Swift's milestone puts her behind the late Whitney Houston, who
had three albums top the charts for at least 10 weeks, Billboard
said. Swift's second album, "Fearless," spent 11 weeks at the
top.
By tallying 101,000 sales units, including 71,000 albums and
302,000 song downloads, "1989" - the best-selling album of 2014
- marks its tenth non-consecutive week at the top in the 14
weeks since its release, according to figures from Nielsen
SoundScan for the week ended Feb. 1.
Swift also became the seventh act overall to have at least two
albums top the charts for so long, joining the likes of the
Beatles and Elvis Presley.
The reformulated Billboard 200 considers album sales, song
downloads and online streaming to compile an album's total sales
units. Swift famously does not allow her work to be on streaming
services.
Jumping back into second place ahead of the Grammys on Sunday is
nominee Ed Sheeran's "X," followed by other favorites to win
awards on the music industry's biggest night.

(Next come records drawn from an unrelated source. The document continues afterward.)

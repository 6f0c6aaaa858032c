//! Shared fixtures: a deterministic test chain, stub validation hooks,
//! and an in-memory block-file reader.

#![allow(dead_code)]

use std::cell::{Cell, RefCell};
use std::collections::HashMap;
use std::path::PathBuf;
use std::time::{SystemTime, UNIX_EPOCH};

use nucleon_chaindb::db::ChainDb;
use nucleon_chaindb::diskindex::DiskBlockIndex;
use nucleon_chaindb::error::ChainDbError;
use nucleon_chaindb::hooks::{BlockReader, ChainHooks};
use nucleon_chaindb::index::{BlockNode, ChainIndex, NodeId};
use nucleon_chaindb::shutdown::ShutdownToken;
use nucleon_chaindb::state::ChainState;
use nucleon_chaindb::txindex::DiskTxPos;
use nucleon_consensus::{ChainParams, Hash256, Network};
use nucleon_primitives::block::{Block, BlockHeader};
use nucleon_primitives::outpoint::OutPoint;
use nucleon_primitives::transaction::{Transaction, TxIn, TxOut};
use nucleon_storage::KeyValueStore;
use primitive_types::U256;

pub fn temp_data_dir(prefix: &str) -> PathBuf {
    let nanos = SystemTime::now()
        .duration_since(UNIX_EPOCH)
        .unwrap_or_default()
        .as_nanos();
    std::env::temp_dir().join(format!("{prefix}-{}-{nanos}", std::process::id()))
}

/// Params pointing at an arbitrary genesis, with no checkpoint pins.
pub fn test_params(genesis_hash: Hash256) -> ChainParams {
    ChainParams {
        network: Network::Regtest,
        genesis_hash,
        stake_modifier_checkpoints: &[],
    }
}

#[derive(Default)]
pub struct TestHooks {
    /// Checkpoint pins consulted by `check_stake_modifier_checkpoint`.
    pub checkpoints: Vec<(i32, u32)>,
    /// Request shutdown from inside the first `check_index` call.
    pub shutdown_after_first_index: Option<ShutdownToken>,
    pub check_index_calls: Cell<usize>,
    /// Heights passed to `set_best_chain`, in call order.
    pub set_best_calls: RefCell<Vec<i32>>,
}

impl TestHooks {
    pub fn checksum_for(index: &ChainIndex, id: NodeId) -> u32 {
        let node = index.get(id);
        let prev_checksum = node
            .prev
            .map(|prev| index.get(prev).stake_modifier_checksum)
            .unwrap_or(0);
        prev_checksum
            .wrapping_add(node.stake_modifier as u32)
            .wrapping_add(node.height as u32)
    }
}

impl<S: KeyValueStore> ChainHooks<S> for TestHooks {
    fn check_index(&self, _node: &BlockNode) -> bool {
        let calls = self.check_index_calls.get() + 1;
        self.check_index_calls.set(calls);
        if calls == 1 {
            if let Some(token) = &self.shutdown_after_first_index {
                token.request();
            }
        }
        true
    }

    fn block_trust(&self, node: &BlockNode) -> U256 {
        U256::from(u64::from(node.bits) + 1)
    }

    fn stake_modifier_checksum(&self, index: &ChainIndex, id: NodeId) -> u32 {
        Self::checksum_for(index, id)
    }

    fn check_stake_modifier_checkpoint(&self, height: i32, checksum: u32) -> bool {
        match self
            .checkpoints
            .iter()
            .find(|(pinned_height, _)| *pinned_height == height)
        {
            Some((_, pinned)) => *pinned == checksum,
            None => true,
        }
    }

    fn check_block(
        &self,
        _block: &Block,
        _check_pow: bool,
        _check_merkle_root: bool,
        _check_signature: bool,
    ) -> bool {
        true
    }

    fn check_transaction(&self, _tx: &Transaction) -> bool {
        true
    }

    fn set_best_chain(
        &self,
        db: &mut ChainDb<S>,
        state: &mut ChainState,
        fork: NodeId,
    ) -> Result<(), ChainDbError> {
        let (hash, height) = {
            let node = state.index.get(fork);
            (node.hash, node.height)
        };
        db.batch_begin()?;
        db.write_best_chain(&hash)?;
        db.batch_commit()?;
        state.set_best(fork);
        self.set_best_calls.borrow_mut().push(height);
        Ok(())
    }
}

#[derive(Default)]
pub struct TestReader {
    pub blocks: HashMap<(u32, u32), Block>,
    pub txs: HashMap<(u32, u32, u32), Transaction>,
}

impl BlockReader for TestReader {
    fn read_block(&self, file: u32, block_pos: u32) -> Option<Block> {
        self.blocks.get(&(file, block_pos)).cloned()
    }

    fn read_tx(&self, pos: DiskTxPos) -> Option<Transaction> {
        self.txs.get(&(pos.file, pos.block_pos, pos.tx_pos)).cloned()
    }
}

pub const TEST_BLOCK_FILE: u32 = 1;
pub const TEST_TX_OFFSET: u32 = 4;

pub struct TestChain {
    pub entries: Vec<DiskBlockIndex>,
    pub blocks: Vec<Block>,
    pub hashes: Vec<Hash256>,
}

impl TestChain {
    pub fn block_pos(height: usize) -> u32 {
        (height as u32 + 1) * 1000
    }

    pub fn tx_pos(height: usize) -> DiskTxPos {
        DiskTxPos::new(TEST_BLOCK_FILE, Self::block_pos(height), TEST_TX_OFFSET)
    }

    /// Write every index entry, its transaction index, the best-chain
    /// pointer (tip), and the sync checkpoint (genesis).
    pub fn persist<S: KeyValueStore>(&self, db: &mut ChainDb<S>) {
        for (height, entry) in self.entries.iter().enumerate() {
            db.write_block_index(entry).expect("write block index");
            let tx = &self.blocks[height].transactions[0];
            db.add_tx_index(tx, Self::tx_pos(height), height as i32)
                .expect("add tx index");
        }
        let tip = self.hashes.last().expect("non-empty chain");
        db.write_best_chain(tip).expect("write best chain");
        db.write_sync_checkpoint(&self.hashes[0])
            .expect("write sync checkpoint");
    }

    pub fn reader(&self) -> TestReader {
        let mut reader = TestReader::default();
        for (height, block) in self.blocks.iter().enumerate() {
            let pos = Self::block_pos(height);
            reader
                .blocks
                .insert((TEST_BLOCK_FILE, pos), block.clone());
            reader.txs.insert(
                (TEST_BLOCK_FILE, pos, TEST_TX_OFFSET),
                block.transactions[0].clone(),
            );
        }
        reader
    }
}

/// Build `length` linked blocks starting from a zero previous hash. Each
/// block carries one transaction; header fields are chosen so every block
/// hash is distinct and `bits` varies per height (trust sums are
/// therefore height-dependent).
pub fn build_chain(length: usize) -> TestChain {
    let mut entries = Vec::with_capacity(length);
    let mut blocks = Vec::with_capacity(length);
    let mut hashes = Vec::with_capacity(length);
    let mut prev_hash = [0u8; 32];

    for height in 0..length {
        let tx = Transaction {
            version: 1,
            time: 1_500_000_000 + height as u32,
            vin: vec![TxIn {
                prevout: OutPoint::null(),
                script_sig: vec![height as u8, 0x51],
                sequence: u32::MAX,
            }],
            vout: vec![TxOut {
                value: 50_000_000,
                script_pubkey: vec![0x51],
            }],
            lock_time: 0,
        };
        let header = BlockHeader {
            version: 6,
            hash_prev_block: prev_hash,
            hash_merkle_root: tx.txid(),
            time: 1_500_000_000 + height as u32 * 60,
            bits: 1000 + height as u32,
            nonce: height as u32,
        };
        let hash = header.hash();
        entries.push(DiskBlockIndex {
            hash_prev: prev_hash,
            hash_next: [0u8; 32],
            file: TEST_BLOCK_FILE,
            block_pos: TestChain::block_pos(height),
            height: height as i32,
            mint: 0,
            money_supply: 50_000_000 * (height as i64 + 1),
            flags: 0,
            stake_modifier: 0x1111_0000 + height as u64,
            prevout_stake: OutPoint::null(),
            stake_time: 0,
            hash_proof: [0u8; 32],
            version: header.version,
            hash_merkle_root: header.hash_merkle_root,
            time: header.time,
            bits: header.bits,
            nonce: header.nonce,
        });
        blocks.push(Block {
            header,
            transactions: vec![tx],
            signature: Vec::new(),
        });
        hashes.push(hash);
        prev_hash = hash;
    }

    for height in 0..length.saturating_sub(1) {
        entries[height].hash_next = hashes[height + 1];
    }

    TestChain {
        entries,
        blocks,
        hashes,
    }
}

Meghan Trainor
remained at No. 3 with "Title," and Sam Smith's "In the Lonely
Hour" rebounded to No. 4 from No. 9.
The only new release in the top 10 was R&B singer Ne-Yo's
"Non-Fiction," debuting at No. 5.
Last week's No. 1, "American Beauty/American Psycho" from rock
group Fall Out Boy, dropped 75 percent to 55,000 units, putting
it in sixth place.
Singer Bruno Mars and producer Mark Ronson's hit "Uptown Funk!"
was the top downloaded song for the fifth consecutive week with
365,000 in sales, a 7 percent rise from last week.